Programmarchiv 2008
Lothar Lambert Filmwerkschau

Lothar Lambert - In Hassliebe Lola Lothar Lambert in
In Hassliebe Lola

Lambertmania: Ein Mann und seine Family

Anlässlich der Premiere des neuen Films vom wahrscheinlich dienstältesten Berlinfilmer Lothar Lambert - Im tiefen Tal der Therapierten - zeigen wir eine zweiwöchige Retrospektive mit einer Auswahl von Lamberts wichtigsten Filmen.

An drei Tagen wird Herr Lothar Lambert auch persönlich im Kino anwesend sein, damit bieten sich drei Gelegenheiten, den charmanten Plauderer, der auch gern mal die Lola in seinen Filmen spielte, kennen- und vielleicht schätzen zu lernen.

Lothar Lambert dreht seit fast vier Jahrzehnten Filme in Berlin, die von Leuten bevölkert werden, die eher am Rande als in der Mitte der Gesellschaft stehen, illustre Gestalten aus der Subkultur, immer auf der Suche nach ein bisschen Aufmerksamkeit (der wichtigsten Währung in dieser Stadt) und ein bisschen Liebe. Beim Anschauen seiner Filme gewinnt man häufig den Eindruck, als sei ganz Moabit ein Lambertfilm.

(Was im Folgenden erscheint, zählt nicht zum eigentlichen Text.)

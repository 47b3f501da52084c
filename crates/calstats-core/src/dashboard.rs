//! Dashboard model
//!
//! Holds the pieces the display surface drives: the selected interval mode,
//! the custom bounds, and the last fetched batch. There is no implicit
//! reactivity; callers re-run `refresh` and `stats` whenever the interval or
//! the batch should change. Mode and bounds persist through the injected
//! preference store under the same keys the service's other frontends use.

use chrono::{DateTime, Local};

use crate::client::CalendarClient;
use crate::error::CoreResult;
use crate::interval::{default_custom_window, resolve};
use crate::models::event::EventBatch;
use crate::models::interval::{Interval, IntervalMode};
use crate::preferences::{keys, PreferenceStore};
use crate::stats::{category_stats, CategoryStat};

pub struct Dashboard<S: PreferenceStore> {
    prefs: S,
    mode: IntervalMode,
    custom_bounds: Interval<Local>,
    batch: Option<EventBatch>,
}

impl<S: PreferenceStore> Dashboard<S> {
    /// Restore mode and custom bounds from the store; unknown or unreadable
    /// values fall back to the defaults (week mode, ±7-day custom window)
    pub fn load(prefs: S) -> Self {
        let now = Local::now();
        let mode = prefs
            .get(keys::INTERVAL_OPTION)
            .and_then(|s| IntervalMode::parse(&s))
            .unwrap_or_default();

        let stored_bound = |key: &str| {
            prefs
                .get(key)?
                .parse::<DateTime<chrono::FixedOffset>>()
                .ok()
                .map(|dt| dt.with_timezone(&Local))
        };
        let fallback = default_custom_window(&now);
        let custom_bounds = Interval::new(
            stored_bound(keys::CUSTOM_START).unwrap_or(fallback.start),
            stored_bound(keys::CUSTOM_END).unwrap_or(fallback.end),
        );

        Self {
            prefs,
            mode,
            custom_bounds,
            batch: None,
        }
    }

    /// The injected store, shared with color assignment
    pub fn preferences(&self) -> &S {
        &self.prefs
    }

    pub fn mode(&self) -> IntervalMode {
        self.mode
    }

    pub fn set_mode(&mut self, mode: IntervalMode) {
        self.mode = mode;
        self.prefs.set(keys::INTERVAL_OPTION, mode.as_str());
    }

    pub fn custom_bounds(&self) -> &Interval<Local> {
        &self.custom_bounds
    }

    pub fn set_custom_bounds(&mut self, bounds: Interval<Local>) {
        self.prefs
            .set(keys::CUSTOM_START, &bounds.start.to_rfc3339());
        self.prefs.set(keys::CUSTOM_END, &bounds.end.to_rfc3339());
        self.custom_bounds = bounds;
    }

    /// The reporting window for the current mode and wall clock
    pub fn interval(&self) -> Interval<Local> {
        resolve(self.mode, &Local::now(), Some(&self.custom_bounds))
    }

    /// IANA zone id sent to the service so it resolves recurring events in
    /// the viewer's zone; "UTC" when the platform zone cannot be determined
    pub fn timezone_id() -> String {
        iana_time_zone::get_timezone().unwrap_or_else(|e| {
            tracing::warn!(error = %e, "could not determine local timezone, using UTC");
            "UTC".to_string()
        })
    }

    /// Fetch the events for the current interval and cache the batch.
    /// On failure the previous batch is kept, so the display surface can
    /// continue to show the last good statistics.
    pub async fn refresh(&mut self, client: &CalendarClient) -> CoreResult<&EventBatch> {
        let interval = self.interval();
        let timezone = Self::timezone_id();
        let batch = client.events(&timezone, &interval).await?;
        Ok(self.batch.insert(batch))
    }

    pub fn batch(&self) -> Option<&EventBatch> {
        self.batch.as_ref()
    }

    /// Recompute the ranked statistics from scratch; `None` before the
    /// first successful fetch
    pub fn stats(&self, disabled: &[String]) -> CoreResult<Option<Vec<CategoryStat>>> {
        let Some(batch) = &self.batch else {
            return Ok(None);
        };
        category_stats(&self.interval(), batch, disabled).map(Some)
    }
}

#[cfg(test)]
mod tests {
    use super::*;
    use crate::models::event::{Event, EventDuration};
    use crate::preferences::MemoryPreferences;
    use chrono::TimeZone;

    #[test]
    fn test_load_defaults_on_empty_store() {
        let dash = Dashboard::load(MemoryPreferences::new());
        assert_eq!(dash.mode(), IntervalMode::Week);
        // default custom window spans two weeks around now (a DST edge in
        // the local zone can shave an hour off)
        let bounds = dash.custom_bounds();
        assert!(bounds.is_valid());
        assert!((13..=14).contains(&bounds.duration().num_days()));
    }

    #[test]
    fn test_load_restores_persisted_mode() {
        let prefs = MemoryPreferences::new();
        prefs.set(keys::INTERVAL_OPTION, "LAST_6_MONTHS");
        let dash = Dashboard::load(prefs);
        assert_eq!(dash.mode(), IntervalMode::LastMonths(6));
    }

    #[test]
    fn test_load_ignores_unknown_mode() {
        let prefs = MemoryPreferences::new();
        prefs.set(keys::INTERVAL_OPTION, "THIS_DECADE");
        let dash = Dashboard::load(prefs);
        assert_eq!(dash.mode(), IntervalMode::Week);
    }

    #[test]
    fn test_set_mode_persists() {
        let mut dash = Dashboard::load(MemoryPreferences::new());
        dash.set_mode(IntervalMode::Month);
        assert_eq!(
            dash.prefs.get(keys::INTERVAL_OPTION),
            Some("THIS_MONTH".to_string())
        );
    }

    #[test]
    fn test_custom_bounds_roundtrip_through_store() {
        let start = Local.with_ymd_and_hms(2026, 1, 5, 8, 0, 0).unwrap();
        let end = Local.with_ymd_and_hms(2026, 1, 12, 8, 0, 0).unwrap();

        let mut dash = Dashboard::load(MemoryPreferences::new());
        dash.set_custom_bounds(Interval::new(start, end));
        let prefs = dash.prefs;

        let reloaded = Dashboard::load(prefs);
        assert_eq!(reloaded.custom_bounds().start.timestamp(), start.timestamp());
        assert_eq!(reloaded.custom_bounds().end.timestamp(), end.timestamp());
    }

    #[test]
    fn test_load_ignores_corrupt_custom_bounds() {
        let prefs = MemoryPreferences::new();
        prefs.set(keys::CUSTOM_START, "not a datetime");
        prefs.set(keys::CUSTOM_END, "also wrong");
        let dash = Dashboard::load(prefs);
        assert!(dash.custom_bounds().is_valid());
        assert!((13..=14).contains(&dash.custom_bounds().duration().num_days()));
    }

    #[test]
    fn test_stats_none_before_fetch() {
        let dash = Dashboard::load(MemoryPreferences::new());
        assert!(dash.stats(&[]).unwrap().is_none());
    }

    #[test]
    fn test_stats_recomputes_from_cached_batch() {
        let mut dash = Dashboard::load(MemoryPreferences::new());
        dash.batch = Some(EventBatch {
            event_names: vec!["Standup".to_string()],
            tags: vec!["Work".to_string()],
            events: vec![Event {
                name: 0,
                tags: vec![0],
                interval: None,
                duration: Some(EventDuration {
                    seconds: 900,
                    nanos: 0,
                }),
            }],
        });

        let stats = dash.stats(&[]).unwrap().unwrap();
        assert_eq!(stats.len(), 2);
        let work = stats.iter().find(|s| s.category == "Work").unwrap();
        assert_eq!(work.time, 900.0);
    }
}
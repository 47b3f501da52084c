//! Calendar service RPC client
//!
//! The service exposes Connect-style unary endpoints: a JSON POST per
//! method under `/calendar.v1.CalendarService/`. The client is a thin typed
//! wrapper; retry policy, if any, belongs to the caller.

use chrono::TimeZone;
use serde::Serialize;

use crate::error::{CoreError, CoreResult};
use crate::models::event::{CalendarInfo, EventBatch, Timestamp};
use crate::models::interval::Interval;

/// Wire shape of the Events request interval
#[derive(Debug, Serialize)]
struct TimestampInterval {
    start: Timestamp,
    end: Timestamp,
}

#[derive(Debug, Serialize)]
#[serde(rename_all = "camelCase")]
struct EventsRequest<'a> {
    timezone: &'a str,
    interval: TimestampInterval,
}

/// Client for the calendar statistics service
pub struct CalendarClient {
    base_url: String,
    http: reqwest::Client,
}

impl CalendarClient {
    pub fn new(base_url: impl Into<String>) -> Self {
        let mut base_url = base_url.into();
        while base_url.ends_with('/') {
            base_url.pop();
        }
        Self {
            base_url,
            http: reqwest::Client::new(),
        }
    }

    pub fn base_url(&self) -> &str {
        &self.base_url
    }

    /// Fetch the events overlapping `interval`, resolved server-side in the
    /// given IANA time zone
    pub async fn events<Tz: TimeZone>(
        &self,
        timezone: &str,
        interval: &Interval<Tz>,
    ) -> CoreResult<EventBatch> {
        let request = EventsRequest {
            timezone,
            interval: TimestampInterval {
                start: Timestamp::from_datetime(&interval.start),
                end: Timestamp::from_datetime(&interval.end),
            },
        };

        let batch: EventBatch = self.unary("Events", &request).await?;
        tracing::debug!(
            events = batch.events.len(),
            tags = batch.tags.len(),
            "fetched events"
        );
        Ok(batch)
    }

    /// Fetch the server's calendar configuration
    pub async fn calendars(&self) -> CoreResult<CalendarInfo> {
        self.unary("Calendar", &serde_json::json!({})).await
    }

    async fn unary<Req, Resp>(&self, method: &str, request: &Req) -> CoreResult<Resp>
    where
        Req: Serialize + ?Sized,
        Resp: serde::de::DeserializeOwned,
    {
        let url = format!("{}/calendar.v1.CalendarService/{}", self.base_url, method);
        tracing::debug!(%url, "calendar rpc");

        let response = self.http.post(&url).json(request).send().await?;
        let status = response.status();
        if !status.is_success() {
            let message = response.text().await.unwrap_or_default();
            return Err(CoreError::Rpc {
                status: status.as_u16(),
                message,
            });
        }

        Ok(response.json::<Resp>().await?)
    }
}

#[cfg(test)]
mod tests {
    use super::*;
    use chrono::{TimeZone, Utc};

    #[test]
    fn test_events_request_wire_shape() {
        let start = Utc.with_ymd_and_hms(2026, 3, 9, 0, 0, 0).unwrap();
        let end = Utc.with_ymd_and_hms(2026, 3, 16, 0, 0, 0).unwrap();
        let request = EventsRequest {
            timezone: "Europe/Paris",
            interval: TimestampInterval {
                start: Timestamp::from_datetime(&start),
                end: Timestamp::from_datetime(&end),
            },
        };

        let value = serde_json::to_value(&request).unwrap();
        assert_eq!(
            value,
            serde_json::json!({
                "timezone": "Europe/Paris",
                "interval": {
                    "start": {"seconds": start.timestamp(), "nanos": 0},
                    "end": {"seconds": end.timestamp(), "nanos": 0}
                }
            })
        );
    }

    #[test]
    fn test_base_url_trailing_slash_stripped() {
        let client = CalendarClient::new("http://127.0.0.1:8003/");
        assert_eq!(client.base_url(), "http://127.0.0.1:8003");
    }
}
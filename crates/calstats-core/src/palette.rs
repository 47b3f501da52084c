//! Category color assignment
//!
//! Each category name gets a stable color from a fixed palette, assigned on
//! first sight by a rotating cursor. Both the per-name assignment and the
//! cursor live in the preference store, so colors survive across sessions
//! and never move once assigned.

use crate::preferences::{keys, PreferenceStore};

/// Observable10, Tableau10, Dark2, and Category10, concatenated
pub const PALETTE: [&str; 38] = [
    "#4269d0", "#efb118", "#ff725c", "#6cc5b0", "#3ca951", "#ff8ab7", "#a463f2", "#97bbf5",
    "#9c6b4e", "#9498a0", "#4e79a7", "#f28e2c", "#e15759", "#76b7b2", "#59a14f", "#edc949",
    "#af7aa1", "#ff9da7", "#9c755f", "#bab0ab", "#1b9e77", "#d95f02", "#7570b3", "#e7298a",
    "#66a61e", "#e6ab02", "#a6761d", "#666666", "#1f77b4", "#ff7f0e", "#2ca02c", "#d62728",
    "#9467bd", "#8c564b", "#e377c2", "#7f7f7f", "#bcbd22", "#17becf",
];

/// Hex color for `category`, assigning and persisting a fresh one when the
/// store has none yet
pub fn color_for<S: PreferenceStore>(store: &S, category: &str) -> String {
    let key = keys::color(category);
    if let Some(stored) = store.get(&key) {
        return stored;
    }

    let cursor = store
        .get(keys::COLOR_INDEX)
        .and_then(|s| s.parse::<usize>().ok())
        .unwrap_or(0)
        % PALETTE.len();
    let color = PALETTE[cursor];

    store.set(keys::COLOR_INDEX, &((cursor + 1) % PALETTE.len()).to_string());
    store.set(&key, color);
    color.to_string()
}

/// Parse "#rrggbb" into its components; `None` for anything else
pub fn parse_hex(color: &str) -> Option<(u8, u8, u8)> {
    let hex = color.strip_prefix('#')?;
    if hex.len() != 6 {
        return None;
    }
    let r = u8::from_str_radix(&hex[0..2], 16).ok()?;
    let g = u8::from_str_radix(&hex[2..4], 16).ok()?;
    let b = u8::from_str_radix(&hex[4..6], 16).ok()?;
    Some((r, g, b))
}

#[cfg(test)]
mod tests {
    use super::*;
    use crate::preferences::MemoryPreferences;

    #[test]
    fn test_assignment_is_stable() {
        let store = MemoryPreferences::new();
        let first = color_for(&store, "Work");
        let second = color_for(&store, "Work");
        assert_eq!(first, second);
        assert_eq!(first, PALETTE[0]);
    }

    #[test]
    fn test_cursor_advances_per_new_name() {
        let store = MemoryPreferences::new();
        assert_eq!(color_for(&store, "Work"), PALETTE[0]);
        assert_eq!(color_for(&store, "Health"), PALETTE[1]);
        assert_eq!(color_for(&store, "Work"), PALETTE[0]);
        assert_eq!(color_for(&store, "Chores"), PALETTE[2]);
    }

    #[test]
    fn test_cursor_wraps_around() {
        let store = MemoryPreferences::new();
        store.set(keys::COLOR_INDEX, &(PALETTE.len() - 1).to_string());
        assert_eq!(color_for(&store, "Last"), PALETTE[PALETTE.len() - 1]);
        assert_eq!(color_for(&store, "Wrapped"), PALETTE[0]);
    }

    #[test]
    fn test_garbage_cursor_resets() {
        let store = MemoryPreferences::new();
        store.set(keys::COLOR_INDEX, "not-a-number");
        assert_eq!(color_for(&store, "Work"), PALETTE[0]);
    }

    #[test]
    fn test_parse_hex() {
        assert_eq!(parse_hex("#4269d0"), Some((0x42, 0x69, 0xd0)));
        assert_eq!(parse_hex("#ffffff"), Some((255, 255, 255)));
        assert_eq!(parse_hex("4269d0"), None);
        assert_eq!(parse_hex("#fff"), None);
        assert_eq!(parse_hex("#zzzzzz"), None);
    }

    #[test]
    fn test_palette_entries_are_valid_hex() {
        for color in PALETTE {
            assert!(parse_hex(color).is_some(), "bad palette entry {color}");
        }
    }
}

Lothar Lambert hat es übrigens geschafft, fast alle seiner Filme erfolgreich auf der Berlinale einzureichen, so dass er dort einer der am meisten vertretenen deutschen Filmemacher sein düfte. Sein Markenzeichen ist seine Filmfamilie, die ähnlich wie bei Fassbinders Filmen, erst die Produktion seiner schrägen und dem Underground zuzurechnenden Filme ermöglicht.

Unermüdlich dreht er einen Film nach dem anderen und schuf so einen kleinen und unverwechselbaren Mikrokosmos, zu dem Filme zählen wie "Ex und Hopp" (1972, mit Klaus Nomi), "Die Alptraumfrau" (1981, mit Lotti Huber), "Fräulein Berlin" (1983, mit Helke Sander, John Cassavetes, Jim Jarmusch, Norman Jewison, Gena Rowlands u.a.), "Was Sie nie über Frauen wissen sollten" (1992), "In Hassliebe Lola" (1995) und "Verdammt in alle Eitelkeit" (2000). Lothar Lambert arbeitete auch mehrmals mit dem notorischen österreichisch-berlinerischem Anderground-Filmemacher Carl Andersen zusammen.